Eine Rezension von Jobst Paul ((Ich stütze mich hier auf die Rezension von Einav Rabinovitch-Fox (Case Western Reserve University), einsehbar unter https://www.h-net.)). Erschienen in DISS-Journal 34 (2017)
Donna M. Kowal, Tongue of Fire: Emma Goldman, Public Womanhood, and the Sex Question. Albany: State University of New York Press, 2016. 222 pp. $75.00 (cloth), ISBN 978-1-4384-5973-8
Emma Goldmans (1869-1940) Leben und Werk ist seit langem ein Anlass für lebhafte Debatten.

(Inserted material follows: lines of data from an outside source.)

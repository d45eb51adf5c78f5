//! # pyxis-engine
//!
//! Turns line-level markdown structure into a display tree, keeps the caret
//! consistent between logical text and that tree, and feeds edits into a
//! CRDT text container.
//!
//! ```
//! use pyxis_engine::{Caret, render_document};
//!
//! let plan = render_document("Hello **world**!\nnext", Caret::at(18));
//! assert_eq!(
//!     plan.markup(),
//!     "<div>Hello <strong>world</strong>!</div><div>next</div>"
//! );
//! ```

pub mod caret;
pub mod display;
pub mod error;
pub mod keys;
pub mod plan;
pub mod position;
pub mod render;
pub mod session;
pub mod sync;
pub mod text;

pub use caret::Caret;
pub use display::{DisplayNode, DisplayPath, DisplayPoint, DisplayTree, Selection, Tag};
pub use error::{ContainerError, EngineError, PersistError};
pub use keys::{Edit, Key};
pub use plan::{RenderPlan, render_document};
pub use render::{render, transpile};
pub use session::{EditorSession, KeyEvent, Notification, RenderOutput, RenderSink, SessionOptions};
pub use sync::{ExportMode, RopeText, TextContainer, VersionVector};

Sie wuchs als Kind jüdischer Eltern im litauischen Kowno auf, ging in Königsberg zur Schule und zog mit 13 Jahren mit ihrer Familie nach Sankt Petersburg. Als Fabrikarbeiterin rezipierte sie dort anarchistische Literatur und emigrierte mit 17 nach New York, wo sie sich der anarchistischen und der Arbeiterbewegung anschloss.
Dennoch ist Donna M. Kowal’s Tongueof Fire: Emma Goldman, Public Womanhood, and the Sex Question nicht biographisch, sondern sprachanalytisch ausgerichtet. Im Zentrum steht zunächst die Frage, mit welchen inhaltlichen Positionen und mit welchen diskursiven Mitteln sich Goldman zu Beginn des 20. Jahrhunderts als feministische Philosophin im soziopolitischen Diskurs über Sex und den Körper von Frauen positionierte und welche Machteffekte sie auslöste.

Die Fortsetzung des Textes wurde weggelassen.